Cardinals guard Donovan Mitchell shoots the ball against the Panthers in Kentucky.
Timothy D. Easley/Associated Press
Panthers forward Michael Young shoots over Louisville during the first half Thursday.
By Paul Zeise / Pittsburgh Post-Gazette
LOUISVILLE, Ky. — Pitt took its high-flying offensive act to an arena that never seems to be very hospitable to the Panthers, who found out that they aren’t unstoppable.
Louisville’s defense proved to be far too much for the Panthers to overcome as the Cardinals grinded out a 59-41 win in an old-fashioned defensive game Thursday night before a sold-out crowd of 22,090 at KFC Yum! Center.
It was the seventh time in a row the Cardinals (14-3, 3-1 ACC) have beaten the Panthers (14-2, 3-1) and they improved to 5-0 in the KFC Yum! Center against Pitt.
But Pitt will have a chance to get a measure of revenge Feb. 24 at Petersen Events Center when the two teams meet again.
The Panthers, who came into the game averaging 85.3 points per game, were held to a season low in points scored and it was just the second time this season they scored fewer than 60.
Pitt was also held under 60 by Purdue in December, and not coincidentally that was the Panthers’ only other loss this year.
But 41 points isn’t just the lowest point total of the season — it is the second lowest by the Panthers under Jamie Dixon and their lowest since they lost to Rutgers, 62-39, Jan. 11, 2012.
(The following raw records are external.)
use base64::engine::general_purpose::STANDARD;
use base64::Engine as _;
use scraper::{Html, Selector};
use serde::Deserialize;

use crate::document::escape_html;
use crate::reference::{AttachmentMeta, ResourceKind, ResourceReference};

const DEFAULT_IMAGE_MIME: &str = "image/png";
const IMAGE_STYLE: &str = "max-width: 100%; height: auto;";

/// Rewrite variant for captured documents.
#[derive(Debug, Clone, Copy, PartialEq, Eq, Default, Deserialize)]
pub enum RewriteMode {
    /// Resources are stored next to the document and linked relatively.
    #[default]
    LocalLinks,
    /// Image bytes are embedded as base64 data URIs.
    InlineEmbed,
}

/// What a reference resolved to.
#[derive(Debug, Clone, PartialEq, Eq)]
pub enum ResolvedResource {
    /// Stored as `<resource_dir>/<file_name>`.
    Local { file_name: String },
    /// Fetched bytes to embed.
    Inline {
        bytes: Vec<u8>,
        content_type: Option<String>,
    },
    /// Not available; the original URL stays in place.
    Unavailable,
}

/// Substitutes remote references in a body with their local counterparts.
pub struct MarkupRewriter {
    resource_dir: String,
}

impl MarkupRewriter {
    /// `resource_dir` is the relative directory local files live in, usually
    /// `<node-basename>_files`.
    pub fn new(resource_dir: impl Into<String>) -> Self {
        Self {
            resource_dir: resource_dir.into(),
        }
    }

    pub fn rewrite(&self, body: &str, mapping: &[(ResourceReference, ResolvedResource)]) -> String {
        let mut out = body.to_string();
        for (reference, resolved) in mapping {
            out = match resolved {
                ResolvedResource::Local { file_name } => {
                    let local = format!("{}/{}", self.resource_dir, href_segment(file_name));
                    let out = replace_markers(out, reference, &local);
                    let forms = url_forms(&reference.url);
                    replace_attr(out, &["href", "src"], &forms, &escape_html(&local))
                }
                ResolvedResource::Inline {
                    bytes,
                    content_type,
                } => {
                    let uri = data_uri(bytes, content_type.as_deref());
                    let out = replace_markers(out, reference, &uri);
                    replace_attr(out, &["src"], &url_forms(&reference.url), &uri)
                }
                ResolvedResource::Unavailable => out,
            };
        }
        out
    }
}

/// Replace every `<a …data-bbfile…>…</a>` wrapping an image attachment with
/// a plain `<img>` pointing at `src`.
fn replace_markers(mut body: String, reference: &ResourceReference, src: &str) -> String {
    if reference.kind != ResourceKind::Attachment || !reference.is_image() {
        return body;
    }
    let forms = url_forms(&reference.url);
    while let Some(span) = find_marker_span(&body, &forms) {
        let alt = marker_alt_text(&body[span.open.clone()])
            .unwrap_or_else(|| reference.file_name.clone());
        let img = format!(
            "<img src=\"{}\" alt=\"{}\" style=\"{}\">",
            escape_html(src),
            escape_html(&alt),
            IMAGE_STYLE
        );
        body.replace_range(span.whole, &img);
    }
    body
}

/// A stored file name as it appears in a relative link: `%` and `#` would
/// otherwise start an escape or a fragment.
fn href_segment(file_name: &str) -> String {
    file_name.replace('%', "%25").replace('#', "%23")
}

/// The URL as decoded by the parser plus its entity-escaped spelling.
fn url_forms(url: &str) -> Vec<String> {
    let mut forms = vec![url.to_string()];
    let escaped = url.replace('&', "&amp;");
    if escaped != url {
        forms.push(escaped);
    }
    forms
}

fn replace_attr(mut body: String, attrs: &[&str], forms: &[String], replacement: &str) -> String {
    for attr in attrs {
        for form in forms {
            for quote in ['"', '\''] {
                let needle = format!("{attr}={quote}{form}{quote}");
                if body.contains(&needle) {
                    body = body.replace(&needle, &format!("{attr}={quote}{replacement}{quote}"));
                }
            }
        }
    }
    body
}

fn data_uri(bytes: &[u8], content_type: Option<&str>) -> String {
    let mime = content_type
        .and_then(|ct| ct.split(';').next())
        .map(str::trim)
        .filter(|ct| !ct.is_empty())
        .unwrap_or(DEFAULT_IMAGE_MIME);
    format!("data:{};base64,{}", mime, STANDARD.encode(bytes))
}

struct MarkerSpan {
    open: std::ops::Range<usize>,
    whole: std::ops::Range<usize>,
}

/// Locate `<a …href=URL… data-bbfile=…>…</a>` for one of the URL spellings.
fn find_marker_span(body: &str, forms: &[String]) -> Option<MarkerSpan> {
    let lower = body.to_ascii_lowercase();
    let mut from = 0;
    while let Some(rel) = lower[from..].find("<a") {
        let start = from + rel;
        from = start + 2;
        let next = lower[from..].chars().next();
        if !next.is_some_and(char::is_whitespace) {
            continue;
        }
        let Some(open_end) = open_tag_end(body, from) else {
            return None;
        };
        let open = &body[start..open_end];
        if !lower[start..open_end].contains("data-bbfile") || !has_href(open, forms) {
            continue;
        }
        let close = lower[open_end..].find("</a>")?;
        return Some(MarkerSpan {
            open: start..open_end,
            whole: start..open_end + close + "</a>".len(),
        });
    }
    None
}

/// Byte offset just past the `>` closing the tag, honouring quoted values.
fn open_tag_end(body: &str, from: usize) -> Option<usize> {
    let mut quote: Option<char> = None;
    for (offset, ch) in body[from..].char_indices() {
        match (quote, ch) {
            (Some(q), c) if c == q => quote = None,
            (Some(_), _) => {}
            (None, '"') | (None, '\'') => quote = Some(ch),
            (None, '>') => return Some(from + offset + 1),
            (None, _) => {}
        }
    }
    None
}

fn has_href(open_tag: &str, forms: &[String]) -> bool {
    forms.iter().any(|form| {
        open_tag.contains(&format!("href=\"{form}\"")) || open_tag.contains(&format!("href='{form}'"))
    })
}

fn marker_alt_text(open_tag: &str) -> Option<String> {
    let fragment = Html::parse_fragment(&format!("{open_tag}</a>"));
    let selector = Selector::parse("a[data-bbfile]").ok()?;
    let raw = fragment.select(&selector).next()?.value().attr("data-bbfile")?;
    let meta = AttachmentMeta::parse(raw).ok()?;
    meta.alt_text().map(str::to_string)
}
“We are not real excited about how we played, but give them credit, too,” Dixon said. “Certainly it was not our night. I can’t think of anything that we did well, and so we are disappointed by our performance.
“That happens, every team goes through it and we are going to respond in a good way. But again, obviously we didn’t do anything well. We had a lot of travels, we had a lot of unforced turnovers and our shot selection just wasn’t very good.”
The final point total was ugly, but not nearly as ugly as the stat sheet was for the Panthers because, as Dixon said, they didn’t do anything well, especially on offense.
Start with turnovers and assists — two categories the Panthers are among the best at in Division I, yet in this game they had 19 turnovers and only four assists.
In fact, Pitt was so bad on offense that more of the Panthers’ possessions ended in turnovers than made shots as they were only 14 of 49 (28.6 percent) from the floor and only 1 of 11 from the 3-point line.
Dixon said that a lot of that had to do with impatience on offense and also with a failure to share the ball and find the open man.
“You didn’t even have to watch the game, obviously the numbers don’t add up for us,” Dixon said. “We got off to a decent start, got some open looks, but then as we missed shots I think we just didn’t play well and it falls upon us.
“Every team has a game where they don’t feel like they play well, and it is all about how you respond to it and that is our task now.”
James Robinson, who finished with just one point, added: “A lot of it was us, we didn’t execute. We were forcing a lot of stuff on the offensive end, we just didn’t have the ball flowing like we usually do.”
Pitt had scored 80 or more points in the three games leading up to this game, but couldn’t get anything going for most of the game as the Cardinals switched defenses and clamped down on the Panthers.
As Dixon said, the Panthers got off to a good start and led, 14-11, after Jamel Artis made three free throws with nine minutes to play in the first half.
But Chinanu Onuaku, who scored 18 points and grabbed 10 rebounds, put the Cardinals on his back and scored four consecutive points during a 9-0 run that put the Cardinals ahead, 20-14, after a steal and transition layup by Quentin Snider with 4:57 left.
Pitt freshman Damon Wilson hit a deep 3-pointer with 2:10 left in the half to pull the Panthers to within 20-17 at halftime, but that would be the final time either team scored before the half.
“We just continued to take guarded shots and we are not the team to do that,” Dixon said. “But with that said, we are only down three at halftime and we were in position and we felt like we could come out and execute in the second half, but we didn’t get it done.”